— WHAT YOU WILL DO —
Search the material for the word "below" and copy each line that holds it.
- - - -
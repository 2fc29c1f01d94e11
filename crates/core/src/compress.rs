//! Stream codec capability for `.gz` archive files

use crate::error::{PruneError, Result};
use flate2::read::MultiGzDecoder;
use flate2::write::GzEncoder;
use flate2::Compression;
use std::io::{Read, Write};

/// Compression codec used for archive files
pub trait Compressor: Send + Sync {
    /// Inflate a whole compressed file
    fn decompress(&self, data: &[u8]) -> Result<Vec<u8>>;

    /// Deflate a whole file
    fn compress(&self, data: &[u8]) -> Result<Vec<u8>>;
}

/// gzip via flate2
#[derive(Debug, Clone, Copy)]
pub struct GzipCompressor {
    level: u32,
}

impl GzipCompressor {
    /// Create a codec with the given level (0-9)
    pub fn new(level: u32) -> Self {
        Self { level: level.min(9) }
    }
}

impl Default for GzipCompressor {
    fn default() -> Self {
        Self::new(6)
    }
}

impl Compressor for GzipCompressor {
    fn decompress(&self, data: &[u8]) -> Result<Vec<u8>> {
        let mut out = Vec::with_capacity(data.len() * 4);
        MultiGzDecoder::new(data)
            .read_to_end(&mut out)
            .map_err(|e| PruneError::io("failed to decompress", e))?;
        Ok(out)
    }

    fn compress(&self, data: &[u8]) -> Result<Vec<u8>> {
        let mut encoder = GzEncoder::new(Vec::new(), Compression::new(self.level));
        encoder
            .write_all(data)
            .map_err(|e| PruneError::io("failed to compress", e))?;
        encoder
            .finish()
            .map_err(|e| PruneError::io("failed to compress", e))
    }
}
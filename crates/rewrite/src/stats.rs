//! File statistics record filtering
//!
//! One record per path: `<quoted path> <changed> <source size> <mirror size>
//! <increment size>`, each field an integer or `NA`. Records are separated
//! by newlines, or by NUL when the file was written in NUL mode. Paths never
//! contain a raw separator since newlines are quoted as `\n`.

use crate::{lines_with_terminator, trim_terminator, ParseError, RecordRewriter, RewriteOutcome};
use prune_core::{ArchiveName, DeletionSet};

const FIELD_COUNT: usize = 4;

/// Record separator used by a statistics file
pub fn detect_separator(input: &[u8]) -> u8 {
    if input.contains(&0) {
        0
    } else {
        b'\n'
    }
}

fn is_field(field: &[u8]) -> bool {
    field == b"NA" || (!field.is_empty() && field.iter().all(u8::is_ascii_digit))
}

/// Split a record into its quoted path and validate the trailing fields
fn record_path(record: &[u8]) -> Option<&[u8]> {
    let mut parts = record.rsplitn(FIELD_COUNT + 1, |&b| b == b' ');
    for _ in 0..FIELD_COUNT {
        if !is_field(parts.next()?) {
            return None;
        }
    }
    parts.next().filter(|path| !path.is_empty())
}

/// Drops statistics records of deleted names
pub struct StatsRewriter<'s> {
    set: &'s DeletionSet,
}

impl<'s> StatsRewriter<'s> {
    pub fn new(set: &'s DeletionSet) -> Self {
        Self { set }
    }
}

impl RecordRewriter for StatsRewriter<'_> {
    fn rewrite(&self, input: &[u8]) -> Result<RewriteOutcome, ParseError> {
        let sep = detect_separator(input);
        let mut out = Vec::with_capacity(input.len());
        let mut removed = 0;

        for (idx, raw) in lines_with_terminator(input, sep).enumerate() {
            let record = trim_terminator(raw, sep);
            if record.starts_with(b"#") {
                out.extend_from_slice(raw);
                continue;
            }
            let quoted = record_path(record)
                .ok_or_else(|| ParseError::new(idx + 1, "expected a path followed by four numeric fields"))?;
            let name = ArchiveName::from_quoted(quoted)
                .ok_or_else(|| ParseError::new(idx + 1, "invalid escape sequence in path"))?;
            if self.set.covers(&name) {
                removed += 1;
            } else {
                out.extend_from_slice(raw);
            }
        }

        if removed == 0 {
            return Ok(RewriteOutcome::Unchanged);
        }
        Ok(RewriteOutcome::Changed { content: out, removed })
    }
}
//! Committing a confirmed plan to the archive
//!
//! Nothing here runs without a [`VerifiedPlan`], which only
//! [`PlanCommitter::verify`] hands out after re-hashing the plan file.
//!
//! Each rewritten file is installed by staging it next to its destination,
//! copying the original to a versioned backup and renaming the staged copy
//! over the destination. A failed swap restores the original from the
//! backup and stops the run; files installed earlier stay installed.

use crate::plan::RewritePlan;
use history::RemovalList;
use prune_core::archive::{sibling_temp_path, sync_dir, write_synced};
use prune_core::hash::hash_file;
use prune_core::{ArchiveLayout, ArchiveName, PlanHash, PruneError, Result};
use std::fs;
use std::io;
use std::path::{Path, PathBuf};
use tracing::{debug, info, warn};

/// Default headroom on top of the backup sizes
pub const DEFAULT_SPACE_MARGIN: u64 = 10 * 1024 * 1024;

/// Proof that the plan file still hashes to the confirmed value
#[derive(Debug)]
pub struct VerifiedPlan {
    hash: PlanHash,
}

impl VerifiedPlan {
    pub fn hash(&self) -> &PlanHash {
        &self.hash
    }
}

/// A rewritten file waiting to replace its original
#[derive(Debug, Clone)]
pub struct InstallJob {
    /// Final bytes (already recompressed if needed) in the session workspace
    pub temp: PathBuf,
    /// Metadata file to replace
    pub dest: PathBuf,
    /// Leave the `.~N~` backup in place afterwards
    pub keep_backup: bool,
}

/// Free space lookup for a directory
pub trait SpaceProbe {
    fn available(&self, dir: &Path) -> io::Result<u64>;
}

/// `statvfs(3)` on the metadata volume
pub struct StatvfsProbe;

impl SpaceProbe for StatvfsProbe {
    fn available(&self, dir: &Path) -> io::Result<u64> {
        let stat = nix::sys::statvfs::statvfs(dir).map_err(io::Error::from)?;
        Ok(stat.blocks_available() as u64 * stat.fragment_size() as u64)
    }
}

/// Applies a verified plan
pub struct PlanCommitter<'a> {
    layout: &'a ArchiveLayout,
    keep_backups: bool,
    space_margin: u64,
}

impl<'a> PlanCommitter<'a> {
    pub fn new(layout: &'a ArchiveLayout, keep_backups: bool) -> Self {
        Self {
            layout,
            keep_backups,
            space_margin: DEFAULT_SPACE_MARGIN,
        }
    }

    /// Headroom required on top of the backup sizes
    pub fn with_space_margin(mut self, bytes: u64) -> Self {
        self.space_margin = bytes;
        self
    }

    /// Re-hash the plan file and compare with the confirmed hash
    pub fn verify(&self, plan: &RewritePlan) -> Result<VerifiedPlan> {
        let actual = hash_file(plan.path())?;
        if actual != *plan.hash() {
            return Err(PruneError::PlanTampered {
                expected: plan.hash().to_hex(),
                actual: actual.to_hex(),
            });
        }
        debug!("Plan {} verified", actual.short());
        Ok(VerifiedPlan { hash: actual })
    }

    /// Make sure retained backups fit on the metadata volume
    ///
    /// Only relevant when backups are kept; otherwise each backup is
    /// removed right after its swap.
    pub fn check_space(&self, jobs: &[InstallJob], probe: &dyn SpaceProbe) -> Result<()> {
        if !self.keep_backups || jobs.is_empty() {
            return Ok(());
        }
        let mut needed = self.space_margin;
        for job in jobs {
            let meta = fs::metadata(&job.dest)
                .map_err(|e| PruneError::io(format!("failed to stat {}", job.dest.display()), e))?;
            needed += meta.len();
        }
        let data_dir = self.layout.data_dir();
        let available = probe
            .available(data_dir)
            .map_err(|e| PruneError::io(format!("failed to query free space on {}", data_dir.display()), e))?;
        if needed > available {
            return Err(PruneError::InsufficientSpace { needed, available });
        }
        debug!("Backups need {} bytes, {} available", needed, available);
        Ok(())
    }

    /// Install every job in order, stopping at the first failure
    pub fn install(&self, _proof: &VerifiedPlan, jobs: &[InstallJob]) -> Result<usize> {
        for job in jobs {
            install_job_with(job, |from, to| fs::rename(from, to))?;
            info!("Installed {}", job.dest.display());
        }
        Ok(jobs.len())
    }

    /// Delete mirror and increment entries, children before parents
    ///
    /// Entries that are already gone are skipped, so re-running after an
    /// interrupted removal is safe.
    pub fn remove(&self, _proof: &VerifiedPlan, removals: &RemovalList) -> Result<usize> {
        let root = self.layout.root();
        let increments = self.layout.increments_dir();
        let mut removed = 0;
        removed += remove_all(root, &removals.mirror_files, |p| fs::remove_file(p))?;
        removed += remove_all(root, &removals.mirror_dirs, |p| fs::remove_dir(p))?;
        removed += remove_all(increments, &removals.increment_files, |p| fs::remove_file(p))?;
        removed += remove_all(increments, &removals.increment_dirs, |p| fs::remove_dir(p))?;
        Ok(removed)
    }
}

fn remove_all(base: &Path, names: &[ArchiveName], remove: fn(&Path) -> io::Result<()>) -> Result<usize> {
    let mut removed = 0;
    for name in names {
        let path = name.under(base);
        if !parents_are_directories(base, name, &path)? {
            debug!("Already gone: {}", path.display());
            continue;
        }
        match remove(&path) {
            Ok(()) => {
                debug!("Removed {}", path.display());
                removed += 1;
            }
            Err(e) if e.kind() == io::ErrorKind::NotFound => {
                debug!("Already gone: {}", path.display());
            }
            Err(source) => return Err(PruneError::RemovalFailed { path, source }),
        }
    }
    Ok(removed)
}

/// Check that no parent of `name` below `base` is a symlink
///
/// Returns `false` when a parent no longer exists.
fn parents_are_directories(base: &Path, name: &ArchiveName, path: &Path) -> Result<bool> {
    for ancestor in name.ancestors() {
        let dir = ArchiveName::from_bytes(ancestor.to_vec()).under(base);
        match fs::symlink_metadata(&dir) {
            Ok(meta) if meta.file_type().is_dir() => {}
            Ok(_) => {
                return Err(PruneError::RemovalFailed {
                    path: path.to_path_buf(),
                    source: io::Error::new(
                        io::ErrorKind::Other,
                        format!("{} is not a directory inside the archive", dir.display()),
                    ),
                })
            }
            Err(e) if e.kind() == io::ErrorKind::NotFound => return Ok(false),
            Err(source) => return Err(PruneError::RemovalFailed { path: path.to_path_buf(), source }),
        }
    }
    Ok(true)
}

/// First `<dest>.~N~` that does not exist yet
pub fn next_backup_path(dest: &Path) -> PathBuf {
    let name = dest
        .file_name()
        .map(|n| n.to_string_lossy().into_owned())
        .unwrap_or_default();
    let mut n = 1;
    loop {
        let candidate = dest.with_file_name(format!("{}.~{}~", name, n));
        if !candidate.exists() {
            return candidate;
        }
        n += 1;
    }
}

/// Install one job, using `swap` to move the staged copy into place
pub(crate) fn install_job_with<F>(job: &InstallJob, swap: F) -> Result<()>
where
    F: FnOnce(&Path, &Path) -> io::Result<()>,
{
    let failed = |source: io::Error| PruneError::InstallFailed {
        dest: job.dest.clone(),
        source,
    };

    let staged = sibling_temp_path(&job.dest);
    let content = fs::read(&job.temp).map_err(failed)?;
    if let Err(e) = write_synced(&staged, &content) {
        let _ = fs::remove_file(&staged);
        return Err(failed(e));
    }

    let backup = next_backup_path(&job.dest);
    if let Err(e) = fs::copy(&job.dest, &backup) {
        let _ = fs::remove_file(&staged);
        let _ = fs::remove_file(&backup);
        return Err(failed(e));
    }

    if let Err(e) = swap(&staged, &job.dest) {
        let _ = fs::remove_file(&staged);
        warn!("Swap failed for {}, restoring original", job.dest.display());
        restore(&backup, &job.dest, job.keep_backup).map_err(failed)?;
        return Err(failed(e));
    }

    if let Some(parent) = job.dest.parent() {
        sync_dir(parent).map_err(failed)?;
    }

    if job.keep_backup {
        info!("Kept backup {}", backup.display());
    } else {
        fs::remove_file(&backup).map_err(failed)?;
    }
    Ok(())
}

fn restore(backup: &Path, dest: &Path, keep_backup: bool) -> io::Result<()> {
    if keep_backup {
        let staged = sibling_temp_path(dest);
        fs::copy(backup, &staged)?;
        fs::rename(&staged, dest)?;
    } else {
        fs::rename(backup, dest)?;
    }
    if let Some(parent) = dest.parent() {
        sync_dir(parent)?;
    }
    Ok(())
}
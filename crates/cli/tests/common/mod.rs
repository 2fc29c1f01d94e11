//! Common utilities for integration tests
#![allow(dead_code)]

pub mod cli;
pub mod fixtures;

// Re-export commonly used items
pub use fixtures::{ArchiveFixture, T1, T2, T3};
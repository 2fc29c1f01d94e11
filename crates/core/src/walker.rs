//! Tree walking capability
//!
//! The scanner never touches the filesystem directly: it asks a
//! [`TreeWalker`] for the entries under a root. [`FsWalker`] walks a real
//! directory with walkdir, [`MemoryWalker`] serves in-memory fixtures.

use crate::error::{PruneError, Result};
use crate::name::ArchiveName;
use std::collections::BTreeMap;
use std::path::{Path, PathBuf};
use walkdir::WalkDir;

/// Type of a walked entry
#[derive(Debug, Clone, Copy, PartialEq, Eq)]
pub enum EntryKind {
    /// Regular file
    File,
    /// Directory
    Directory,
    /// Symbolic link (never followed)
    Symlink,
    /// Device, fifo, socket
    Special,
}

impl EntryKind {
    /// Directories are the only kind that can contain other entries
    pub fn is_dir(self) -> bool {
        matches!(self, EntryKind::Directory)
    }
}

/// One entry found below a walk root
#[derive(Debug, Clone, PartialEq, Eq)]
pub struct WalkEntry {
    /// Path relative to the walk root
    pub path: ArchiveName,
    /// Entry type
    pub kind: EntryKind,
}

/// Something that can list a directory tree
pub trait TreeWalker: Send + Sync {
    /// List every entry strictly below `root`, parents before children
    ///
    /// `skip` names a path relative to `root` that must be neither reported
    /// nor descended into. A missing root, or one that is not a real
    /// directory, yields an empty listing.
    fn walk(&self, root: &Path, skip: Option<&Path>) -> Result<Vec<WalkEntry>>;

    /// Type of the entry at `path` without following a final symlink,
    /// `None` if nothing is there
    fn entry_kind(&self, path: &Path) -> Result<Option<EntryKind>>;
}

fn kind_of(ft: std::fs::FileType) -> EntryKind {
    if ft.is_dir() {
        EntryKind::Directory
    } else if ft.is_symlink() {
        EntryKind::Symlink
    } else if ft.is_file() {
        EntryKind::File
    } else {
        EntryKind::Special
    }
}

/// Walks the real filesystem without following symlinks
#[derive(Debug, Default, Clone, Copy)]
pub struct FsWalker;

impl TreeWalker for FsWalker {
    fn walk(&self, root: &Path, skip: Option<&Path>) -> Result<Vec<WalkEntry>> {
        // walkdir follows the root it is handed even with follow_links off
        if self.entry_kind(root)? != Some(EntryKind::Directory) {
            return Ok(Vec::new());
        }
        let skip_abs = skip.map(|s| root.join(s));

        let mut entries = Vec::new();
        let walker = WalkDir::new(root)
            .follow_links(false)
            .min_depth(1)
            .sort_by_file_name()
            .into_iter()
            .filter_entry(|e| skip_abs.as_deref() != Some(e.path()));

        for entry in walker {
            let entry = entry.map_err(|e| {
                let context = format!("failed to walk {}", root.display());
                PruneError::io(context, e.into())
            })?;
            let rel = entry
                .path()
                .strip_prefix(root)
                .map_err(|_| PruneError::io("walked outside root", std::io::ErrorKind::Other.into()))?;

            entries.push(WalkEntry {
                path: ArchiveName::from_path(rel),
                kind: kind_of(entry.file_type()),
            });
        }

        Ok(entries)
    }

    fn entry_kind(&self, path: &Path) -> Result<Option<EntryKind>> {
        match std::fs::symlink_metadata(path) {
            Ok(meta) => Ok(Some(kind_of(meta.file_type()))),
            Err(e) if e.kind() == std::io::ErrorKind::NotFound => Ok(None),
            Err(e) => Err(PruneError::io(format!("failed to stat {}", path.display()), e)),
        }
    }
}

/// In-memory tree keyed by absolute path, for tests
#[derive(Debug, Default, Clone)]
pub struct MemoryWalker {
    entries: BTreeMap<PathBuf, EntryKind>,
}

impl MemoryWalker {
    /// Create an empty tree
    pub fn new() -> Self {
        Self::default()
    }

    /// Add a file, creating parent directories implicitly
    pub fn file(mut self, path: impl Into<PathBuf>) -> Self {
        let path = path.into();
        self.add_parents(&path);
        self.entries.insert(path, EntryKind::File);
        self
    }

    /// Add a directory, creating parent directories implicitly
    pub fn dir(mut self, path: impl Into<PathBuf>) -> Self {
        let path = path.into();
        self.add_parents(&path);
        self.entries.insert(path, EntryKind::Directory);
        self
    }

    /// Add a symlink, creating parent directories implicitly
    pub fn symlink(mut self, path: impl Into<PathBuf>) -> Self {
        let path = path.into();
        self.add_parents(&path);
        self.entries.insert(path, EntryKind::Symlink);
        self
    }

    fn add_parents(&mut self, path: &Path) {
        for ancestor in path.ancestors().skip(1) {
            if ancestor.as_os_str().is_empty() || ancestor == Path::new("/") {
                break;
            }
            self.entries
                .entry(ancestor.to_path_buf())
                .or_insert(EntryKind::Directory);
        }
    }
}

impl TreeWalker for MemoryWalker {
    fn walk(&self, root: &Path, skip: Option<&Path>) -> Result<Vec<WalkEntry>> {
        if self.entries.get(root).is_some_and(|kind| !kind.is_dir()) {
            return Ok(Vec::new());
        }
        let skip_abs = skip.map(|s| root.join(s));
        Ok(self
            .entries
            .iter()
            .filter(|(path, _)| path.starts_with(root) && path.as_path() != root)
            .filter(|(path, _)| match &skip_abs {
                Some(s) => !path.starts_with(s),
                None => true,
            })
            .filter_map(|(path, kind)| {
                let rel = path.strip_prefix(root).ok()?;
                Some(WalkEntry {
                    path: ArchiveName::from_path(rel),
                    kind: *kind,
                })
            })
            .collect())
    }

    fn entry_kind(&self, path: &Path) -> Result<Option<EntryKind>> {
        Ok(self.entries.get(path).copied())
    }
}
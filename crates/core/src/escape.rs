//! Path quoting schemes used inside the archive's record files
//!
//! Two schemes are in use:
//! - Metadata quoting (mirror metadata and file statistics): backslash and
//!   newline are written as `\\` and `\n`, everything else is raw.
//! - Octal escaping (ACL and extended attribute markers): non-printable
//!   bytes, backslash and `=` are written as `\ooo`.

/// Quote a raw path for mirror metadata / statistics records
pub fn quote_path(raw: &[u8]) -> Vec<u8> {
    let mut out = Vec::with_capacity(raw.len());
    for &b in raw {
        match b {
            b'\\' => out.extend_from_slice(b"\\\\"),
            b'\n' => out.extend_from_slice(b"\\n"),
            _ => out.push(b),
        }
    }
    out
}

/// Reverse [`quote_path`]. Returns `None` on a dangling or unknown escape.
pub fn unquote_path(quoted: &[u8]) -> Option<Vec<u8>> {
    let mut out = Vec::with_capacity(quoted.len());
    let mut iter = quoted.iter();
    while let Some(&b) = iter.next() {
        if b != b'\\' {
            out.push(b);
            continue;
        }
        match iter.next()? {
            b'\\' => out.push(b'\\'),
            b'n' => out.push(b'\n'),
            _ => return None,
        }
    }
    Some(out)
}

fn needs_octal(b: u8) -> bool {
    b == b'\\' || b == b'=' || !(0x20..=0x7e).contains(&b)
}

/// Octal-escape a raw path for ACL / extended attribute markers
pub fn octal_escape(raw: &[u8]) -> Vec<u8> {
    let mut out = Vec::with_capacity(raw.len());
    for &b in raw {
        if needs_octal(b) {
            out.extend_from_slice(format!("\\{:03o}", b).as_bytes());
        } else {
            out.push(b);
        }
    }
    out
}

/// Reverse [`octal_escape`]. Accepts any three-digit octal escape.
pub fn octal_unescape(escaped: &[u8]) -> Option<Vec<u8>> {
    let mut out = Vec::with_capacity(escaped.len());
    let mut i = 0;
    while i < escaped.len() {
        let b = escaped[i];
        if b != b'\\' {
            out.push(b);
            i += 1;
            continue;
        }
        let digits = escaped.get(i + 1..i + 4)?;
        let mut value: u32 = 0;
        for &d in digits {
            if !(b'0'..=b'7').contains(&d) {
                return None;
            }
            value = value * 8 + u32::from(d - b'0');
        }
        out.push(u8::try_from(value).ok()?);
        i += 4;
    }
    Some(out)
}

/// Human-readable rendering, as shown in plan listings and logs
pub fn display_quoted(raw: &[u8]) -> String {
    String::from_utf8_lossy(&quote_path(raw)).into_owned()
}
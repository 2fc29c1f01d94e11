//! Archive history analysis
//!
//! This crate provides:
//! - Tree scanning of mirror and increments against compiled patterns
//! - Earliest-history tracking and the metadata cutoff date
//! - Construction of the canonical, collision-checked deletion set

pub mod cutoff;
pub mod deletion;
pub mod scan;

// Re-exports
pub use cutoff::{Cutoff, HistoryEntry, HistoryKind, HistoryPoint, HistoryTracker};
pub use deletion::{BuildOutcome, DeletionSetBuilder, RemovalList};
pub use scan::{IncrementHit, ScanReport, TreeScanner};
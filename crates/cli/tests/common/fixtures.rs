//! On-disk archive fixtures
//!
//! An [`ArchiveFixture`] is a throwaway archive root with a mirror, an
//! increments tree and a metadata directory. Files ending in `.gz` are
//! written and read through gzip so tests deal in plain text.

use anyhow::{Context, Result};
use flate2::read::GzDecoder;
use flate2::write::GzEncoder;
use flate2::Compression;
use std::collections::BTreeMap;
use std::fs;
use std::io::{Read, Write};
use std::os::unix::ffi::OsStrExt;
use std::path::{Path, PathBuf};
use tempfile::TempDir;

pub const T1: &str = "2020-01-01T00:00:00-00:00";
pub const T2: &str = "2020-02-01T00:00:00-00:00";
pub const T3: &str = "2020-03-01T00:00:00-00:00";

/// Snapshot entry: file bytes, or `None` for a directory
pub type Tree = BTreeMap<PathBuf, Option<Vec<u8>>>;

pub struct ArchiveFixture {
    dir: TempDir,
    root: String,
}

impl ArchiveFixture {
    /// Empty archive: just the metadata and increments directories
    pub fn new() -> Result<Self> {
        let dir = tempfile::tempdir()?;
        fs::create_dir_all(dir.path().join("rdiff-backup-data").join("increments"))?;
        let root = dir.path().display().to_string();
        Ok(Self { dir, root })
    }

    pub fn root(&self) -> &Path {
        self.dir.path()
    }

    /// Archive root as a command-line argument
    pub fn arg(&self) -> &str {
        &self.root
    }

    pub fn data_dir(&self) -> PathBuf {
        self.root().join("rdiff-backup-data")
    }

    pub fn increments_dir(&self) -> PathBuf {
        self.data_dir().join("increments")
    }

    pub fn mirror_file(&self, rel: &str, content: &str) -> Result<&Self> {
        write_file(&self.root().join(rel), content.as_bytes(), false)?;
        Ok(self)
    }

    pub fn mirror_dir(&self, rel: &str) -> Result<&Self> {
        fs::create_dir_all(self.root().join(rel))?;
        Ok(self)
    }

    /// Add `increments/<name>.<ts>.<kind>[.gz]`
    pub fn increment(&self, name: &str, ts: &str, kind: &str, gz: bool) -> Result<&Self> {
        let mut file_name = format!("{}.{}.{}", name, ts, kind);
        if gz {
            file_name.push_str(".gz");
        }
        let content: &[u8] = match kind {
            "dir" | "missing" => b"",
            _ => b"old contents\n",
        };
        write_file(&self.increments_dir().join(file_name), content, gz)?;
        Ok(self)
    }

    pub fn increment_dir(&self, rel: &str) -> Result<&Self> {
        fs::create_dir_all(self.increments_dir().join(rel))?;
        Ok(self)
    }

    /// Add a file to the metadata directory, gzipped if the name says so
    pub fn metadata(&self, file_name: &str, content: &str) -> Result<&Self> {
        write_file(
            &self.data_dir().join(file_name),
            content.as_bytes(),
            file_name.ends_with(".gz"),
        )?;
        Ok(self)
    }

    /// Decompressed text of a metadata file
    pub fn read_metadata(&self, file_name: &str) -> Result<String> {
        let path = self.data_dir().join(file_name);
        let raw = fs::read(&path).with_context(|| format!("Failed to read {}", path.display()))?;
        let bytes = if file_name.contains(".gz") {
            let mut out = Vec::new();
            GzDecoder::new(raw.as_slice()).read_to_end(&mut out)?;
            out
        } else {
            raw
        };
        Ok(String::from_utf8(bytes)?)
    }

    /// Symlink in the mirror pointing at `target`
    pub fn mirror_symlink(&self, rel: &str, target: &Path) -> Result<&Self> {
        let path = self.root().join(rel);
        if let Some(parent) = path.parent() {
            fs::create_dir_all(parent)?;
        }
        std::os::unix::fs::symlink(target, &path)?;
        Ok(self)
    }

    /// Whether `rel` exists below the archive root
    pub fn exists(&self, rel: &str) -> bool {
        self.root().join(rel).symlink_metadata().is_ok()
    }

    /// Every entry below the root with its bytes
    pub fn snapshot(&self) -> Result<Tree> {
        let mut tree = Tree::new();
        collect(self.root(), self.root(), &mut tree)?;
        Ok(tree)
    }
}

fn write_file(path: &Path, content: &[u8], gz: bool) -> Result<()> {
    if let Some(parent) = path.parent() {
        fs::create_dir_all(parent)?;
    }
    let bytes = if gz {
        let mut encoder = GzEncoder::new(Vec::new(), Compression::default());
        encoder.write_all(content)?;
        encoder.finish()?
    } else {
        content.to_vec()
    };
    fs::write(path, bytes).with_context(|| format!("Failed to write {}", path.display()))
}

fn collect(base: &Path, dir: &Path, tree: &mut Tree) -> Result<()> {
    for entry in fs::read_dir(dir)? {
        let entry = entry?;
        let path = entry.path();
        let rel = path.strip_prefix(base)?.to_path_buf();
        let file_type = entry.file_type()?;
        if file_type.is_dir() {
            tree.insert(rel, None);
            collect(base, &path, tree)?;
        } else if file_type.is_symlink() {
            let target = fs::read_link(&path)?;
            tree.insert(rel, Some(target.as_os_str().as_bytes().to_vec()));
        } else {
            tree.insert(rel, Some(fs::read(&path)?));
        }
    }
    Ok(())
}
- - - -
— TASK SOLUTION —
/// Check that no parent of `name` below `base` is a symlink
/// One entry found below a walk root
    /// List every entry strictly below `root`, parents before children
    /// Whether `rel` exists below the archive root
    /// Every entry below the root with its bytes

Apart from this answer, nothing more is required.